10. Container With Most Water

Problem Statement

You are given an integer array height of length n. There are n vertical lines drawn such that the two endpoints of the ith line are (i, 0) and (i, height[i]).

Find two lines that together with the x-axis form a container, such that the container contains the most water.

Return the maximum amount of water a container can store.

Notice that you may not slant the container.

Example 1:

Input: height = [1,8,6,2,5,4,8,3,7] Output: 49 Explanation: The above vertical lines are represented by array [1,8,6,2,5,4,8,3,7]. In this case, the max area of water (blue section) the container can contain is 49.

Example 2:

Input: height = [1,1] Output: 1

Solution

class Solution:
    def maxArea(self, height: list[int]) -> int:
        left, right = 0, len(height) - 1
        max_area = 0

        while left < right:
            # Calculate the area
            h = min(height[left], height[right])
            w = right - left
            area = h * w
            max_area = max(max_area, area)

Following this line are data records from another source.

//! Device and surface bootstrap.

use std::sync::Arc;
use winit::window::Window;

/// Central GPU context holding device, queue, and surface.
pub struct GpuContext {
    pub device: wgpu::Device,
    pub queue: wgpu::Queue,
    pub surface: wgpu::Surface<'static>,
    pub config: wgpu::SurfaceConfiguration,
}

impl GpuContext {
    pub async fn new(window: Arc<Window>) -> Self {
        let size = window.inner_size();
        let width = size.width.max(1);
        let height = size.height.max(1);

        let instance = wgpu::Instance::new(&wgpu::InstanceDescriptor::from_env_or_default());

        let surface = instance
            .create_surface(window.clone())
            .expect("failed to create surface");

        let adapter = wgpu::util::initialize_adapter_from_env_or_default(&instance, Some(&surface))
            .await
            .expect("failed to find a GPU adapter");
        log::info!("using GPU: {:?}", adapter.get_info());

        let (device, queue) = adapter
            .request_device(&wgpu::DeviceDescriptor {
                label: Some("eddy_device"),
                required_features: Self::required_features(),
                required_limits: Self::required_limits(),
                memory_hints: wgpu::MemoryHints::Performance,
                trace: wgpu::Trace::Off,
                experimental_features: wgpu::ExperimentalFeatures::disabled(),
            })
            .await
            .expect("failed to create device");

        let surface_caps = surface.get_capabilities(&adapter);
        let surface_format = surface_caps
            .formats
            .iter()
            .find(|format| format.is_srgb())
            .copied()
            .unwrap_or(surface_caps.formats[0]);

        let config = wgpu::SurfaceConfiguration {
            usage: wgpu::TextureUsages::RENDER_ATTACHMENT,
            format: surface_format,
            width,
            height,
            present_mode: wgpu::PresentMode::Fifo,
            alpha_mode: surface_caps.alpha_modes[0],
            view_formats: vec![],
            desired_maximum_frame_latency: 2,
        };
        surface.configure(&device, &config);

        Self {
            device,
            queue,
            surface,
            config,
        }
    }

    /// Push constants for the per-step parameter block, read-write storage
    /// on the float4 field format, and texture clears for first-use
    /// initialization.
    pub fn required_features() -> wgpu::Features {
        wgpu::Features::PUSH_CONSTANTS
            | wgpu::Features::TEXTURE_ADAPTER_SPECIFIC_FORMAT_FEATURES
            | wgpu::Features::CLEAR_TEXTURE
    }

    pub fn required_limits() -> wgpu::Limits {
        wgpu::Limits {
            max_push_constant_size: 16,
            ..wgpu::Limits::default()
        }
    }

    pub fn surface_format(&self) -> wgpu::TextureFormat {
        self.config.format
    }
}
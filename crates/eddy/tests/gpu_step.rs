//! GPU integration tests.
//!
//! These run against a headless device and skip (with a note on stderr) when
//! no adapter with the required features is available.

use std::cell::RefCell;
use std::rc::Rc;

use eddy::app::GpuContext;
use eddy::gpu::bindings::{BindSet, BindingTable};
use eddy::gpu::deletion_queue::DeletionQueue;
use eddy::gpu::fields::{SimulationFields, COMPOSITE_FIELD};
use eddy::gpu::pipelines::{ComputeStages, PushConstants, StageKind};
use eddy::gpu::readback::read_field;
use eddy::gpu::solver::{self, PassOp};
use eddy::shader::KernelCatalog;

const WIDTH: u32 = 64;
const HEIGHT: u32 = 48;

fn create_device() -> Option<(wgpu::Device, wgpu::Queue)> {
    let instance = wgpu::Instance::new(&wgpu::InstanceDescriptor::from_env_or_default());
    let adapter = match pollster::block_on(
        instance.request_adapter(&wgpu::RequestAdapterOptions::default()),
    ) {
        Ok(adapter) => adapter,
        Err(error) => {
            eprintln!("skipping GPU test: no adapter ({error})");
            return None;
        }
    };

    let features = GpuContext::required_features();
    if !adapter.features().contains(features) {
        eprintln!("skipping GPU test: adapter lacks required features");
        return None;
    }

    match pollster::block_on(adapter.request_device(&wgpu::DeviceDescriptor {
        label: Some("eddy_test_device"),
        required_features: features,
        required_limits: GpuContext::required_limits(),
        memory_hints: wgpu::MemoryHints::Performance,
        trace: wgpu::Trace::Off,
        experimental_features: wgpu::ExperimentalFeatures::disabled(),
    })) {
        Ok(pair) => Some(pair),
        Err(error) => {
            eprintln!("skipping GPU test: device request failed ({error})");
            None
        }
    }
}

fn seed_pattern(x: u32, y: u32) -> [f32; 4] {
    [
        x as f32 * 0.5,
        y as f32 * 0.25,
        ((x + y) % 7) as f32,
        0.125,
    ]
}

fn write_seed(queue: &wgpu::Queue, fields: &SimulationFields, index: usize) {
    let mut texels = Vec::with_capacity((WIDTH * HEIGHT) as usize);
    for y in 0..HEIGHT {
        for x in 0..WIDTH {
            texels.push(seed_pattern(x, y));
        }
    }
    queue.write_texture(
        wgpu::TexelCopyTextureInfo {
            texture: fields.texture(index),
            mip_level: 0,
            origin: wgpu::Origin3d::ZERO,
            aspect: wgpu::TextureAspect::All,
        },
        bytemuck::cast_slice(&texels),
        wgpu::TexelCopyBufferLayout {
            offset: 0,
            bytes_per_row: Some(WIDTH * 16),
            rows_per_image: Some(HEIGHT),
        },
        wgpu::Extent3d {
            width: WIDTH,
            height: HEIGHT,
            depth_or_array_layers: 1,
        },
    );
}

fn submit(device: &wgpu::Device, queue: &wgpu::Queue, encoder: wgpu::CommandEncoder) {
    let submission = queue.submit(Some(encoder.finish()));
    device
        .poll(wgpu::PollType::Wait {
            submission_index: Some(submission),
            timeout: Some(std::time::Duration::from_secs(5)),
        })
        .expect("test submission did not complete");
}

#[test]
fn deletion_queue_flush_destroys_and_runs_deletors_in_reverse() {
    let Some((device, _queue)) = create_device() else {
        return;
    };

    let texture = device.create_texture(&wgpu::TextureDescriptor {
        label: Some("reclaim_test_texture"),
        size: wgpu::Extent3d {
            width: 4,
            height: 4,
            depth_or_array_layers: 1,
        },
        mip_level_count: 1,
        sample_count: 1,
        dimension: wgpu::TextureDimension::D2,
        format: wgpu::TextureFormat::Rgba8Unorm,
        usage: wgpu::TextureUsages::COPY_DST,
        view_formats: &[],
    });
    let buffer = device.create_buffer(&wgpu::BufferDescriptor {
        label: Some("reclaim_test_buffer"),
        size: 256,
        usage: wgpu::BufferUsages::COPY_DST,
        mapped_at_creation: false,
    });

    let order = Rc::new(RefCell::new(Vec::new()));
    let mut queue = DeletionQueue::new();
    queue.enqueue_texture(texture);
    queue.enqueue_buffer(buffer);
    let first = Rc::clone(&order);
    queue.enqueue_deletor(Box::new(move || first.borrow_mut().push("first")));
    let second = Rc::clone(&order);
    queue.enqueue_deletor(Box::new(move || second.borrow_mut().push("second")));

    queue.flush();

    assert_eq!(*order.borrow(), vec!["second", "first"]);
    assert!(queue.is_empty());
}

#[test]
fn zero_elapsed_step_preserves_field_values() {
    let Some((device, queue)) = create_device() else {
        return;
    };

    let fields = SimulationFields::new(&device, WIDTH, HEIGHT);
    let bindings = BindingTable::new(&device, &fields);
    let stages = ComputeStages::new(&device, &bindings, &KernelCatalog::builtin());

    // First-use initialization, then a deterministic state in both slots.
    let mut encoder = device.create_command_encoder(&wgpu::CommandEncoderDescriptor::default());
    fields.prepare(&mut encoder, true);
    submit(&device, &queue, encoder);
    write_seed(&queue, &fields, 0);
    write_seed(&queue, &fields, 1);

    let constants = PushConstants {
        pointer_down: 0,
        elapsed_ms: 0,
        pointer_x: 0,
        pointer_y: 0,
    };
    let plan = solver::step_plan(20);
    let mut encoder = device.create_command_encoder(&wgpu::CommandEncoderDescriptor::default());
    solver::record(
        &mut encoder, &stages, &bindings, &constants, WIDTH, HEIGHT, &plan,
    );
    submit(&device, &queue, encoder);

    for index in [0usize, 1] {
        let texels = read_field(&device, &queue, fields.texture(index), WIDTH, HEIGHT);
        for y in 0..HEIGHT {
            for x in 0..WIDTH {
                let got = texels[(y * WIDTH + x) as usize];
                let want = seed_pattern(x, y);
                for channel in 0..4 {
                    assert!(
                        (got[channel] - want[channel]).abs() < 1e-5,
                        "field {index} texel ({x},{y}) channel {channel}: {} != {}",
                        got[channel],
                        want[channel]
                    );
                }
            }
        }
    }
}

// Deterministic substitutes sharing the solver's binding interface. The
// first writes a marker into the input slot in place; the second copies the
// input slot into the output slot, so the output proves what it observed.
const MARKER_WRITE: &str = r#"
@group(0) @binding(0) var field_src: texture_storage_2d<rgba32float, read_write>;
@group(0) @binding(1) var field_dst: texture_storage_2d<rgba32float, read_write>;
@group(0) @binding(2) var composite: texture_storage_2d<rgba32float, read_write>;

@compute @workgroup_size(16, 16, 1)
fn main(@builtin(global_invocation_id) gid: vec3<u32>) {
    let dims = vec2<i32>(textureDimensions(field_src));
    let p = vec2<i32>(gid.xy);
    if (p.x >= dims.x || p.y >= dims.y) {
        return;
    }
    textureStore(field_src, p, vec4<f32>(7.0, 8.0, 9.0, 1.0));
}
"#;

const COPY_FORWARD: &str = r#"
@group(0) @binding(0) var field_src: texture_storage_2d<rgba32float, read_write>;
@group(0) @binding(1) var field_dst: texture_storage_2d<rgba32float, read_write>;
@group(0) @binding(2) var composite: texture_storage_2d<rgba32float, read_write>;

@compute @workgroup_size(16, 16, 1)
fn main(@builtin(global_invocation_id) gid: vec3<u32>) {
    let dims = vec2<i32>(textureDimensions(field_src));
    let p = vec2<i32>(gid.xy);
    if (p.x >= dims.x || p.y >= dims.y) {
        return;
    }
    textureStore(field_dst, p, textureLoad(field_src, p));
}
"#;

#[test]
fn advection_observes_divergence_removals_writes() {
    let Some((device, queue)) = create_device() else {
        return;
    };

    let fields = SimulationFields::new(&device, WIDTH, HEIGHT);
    let bindings = BindingTable::new(&device, &fields);

    let mut catalog = KernelCatalog::builtin();
    catalog.set(StageKind::DivergenceRemoval, MARKER_WRITE.to_owned());
    catalog.set(StageKind::Advection, COPY_FORWARD.to_owned());
    let stages = ComputeStages::new(&device, &bindings, &catalog);

    let mut encoder = device.create_command_encoder(&wgpu::CommandEncoderDescriptor::default());
    fields.prepare(&mut encoder, true);
    submit(&device, &queue, encoder);

    let constants = PushConstants {
        pointer_down: 0,
        elapsed_ms: 16,
        pointer_x: 0,
        pointer_y: 0,
    };
    let plan = [
        PassOp {
            stage: StageKind::DivergenceRemoval,
            set: BindSet::A,
        },
        PassOp {
            stage: StageKind::Advection,
            set: BindSet::A,
        },
    ];
    let mut encoder = device.create_command_encoder(&wgpu::CommandEncoderDescriptor::default());
    solver::record(
        &mut encoder, &stages, &bindings, &constants, WIDTH, HEIGHT, &plan,
    );
    submit(&device, &queue, encoder);

    // Advection read slot 0 after divergence removal wrote it in place, so
    // the copy it produced in slot 1 must be exactly the marker.
    let texels = read_field(&device, &queue, fields.texture(1), WIDTH, HEIGHT);
    for texel in texels {
        assert_eq!(texel, [7.0, 8.0, 9.0, 1.0]);
    }
}

#[test]
fn later_steps_discard_only_the_composite() {
    let Some((device, queue)) = create_device() else {
        return;
    };

    let fields = SimulationFields::new(&device, WIDTH, HEIGHT);
    for index in 0..3 {
        write_seed(&queue, &fields, index);
    }

    let mut encoder = device.create_command_encoder(&wgpu::CommandEncoderDescriptor::default());
    fields.prepare(&mut encoder, false);
    submit(&device, &queue, encoder);

    let composite = read_field(
        &device,
        &queue,
        fields.texture(COMPOSITE_FIELD),
        WIDTH,
        HEIGHT,
    );
    assert!(composite.iter().all(|texel| *texel == [0.0; 4]));

    let state = read_field(&device, &queue, fields.texture(0), WIDTH, HEIGHT);
    assert_eq!(state[0], seed_pattern(0, 0));
    assert_eq!(
        state[(HEIGHT - 1) as usize * WIDTH as usize + 5],
        seed_pattern(5, HEIGHT - 1)
    );
}

#[test]
fn missing_kernel_skips_the_stage_but_the_step_still_runs() {
    let Some((device, queue)) = create_device() else {
        return;
    };

    let fields = SimulationFields::new(&device, WIDTH, HEIGHT);
    let bindings = BindingTable::new(&device, &fields);

    let mut catalog = KernelCatalog::builtin();
    catalog.remove(StageKind::Swap);
    let stages = ComputeStages::new(&device, &bindings, &catalog);
    assert!(stages.pipeline(StageKind::Swap).is_none());
    assert!(stages.pipeline(StageKind::Advection).is_some());

    let constants = PushConstants {
        pointer_down: 0,
        elapsed_ms: 16,
        pointer_x: 4,
        pointer_y: 4,
    };
    let plan = solver::step_plan(2);
    let mut encoder = device.create_command_encoder(&wgpu::CommandEncoderDescriptor::default());
    fields.prepare(&mut encoder, true);
    solver::record(
        &mut encoder, &stages, &bindings, &constants, WIDTH, HEIGHT, &plan,
    );
    submit(&device, &queue, encoder);
}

            # Move the pointer pointing to the shorter line
            if height[left] < height[right]:
                left += 1
            else:
                right -= 1

        return max_area

Explanation

This problem can be solved efficiently using a two-pointer approach.

We initialize two pointers, left at the beginning of the array and right at the end.

The area of the container formed by these two lines is determined by the shorter of the two heights (as that's the water level) and the distance between the lines.

In each step, we calculate the area and update our max_area. Then, we need to decide which pointer to move. To maximize the area, we should try to increase the shorter height. Therefore, we move the pointer that points to the shorter of the two lines inward.

This process continues until the pointers meet. The time complexity is O(n) because we traverse the array once. The space complexity is O(1).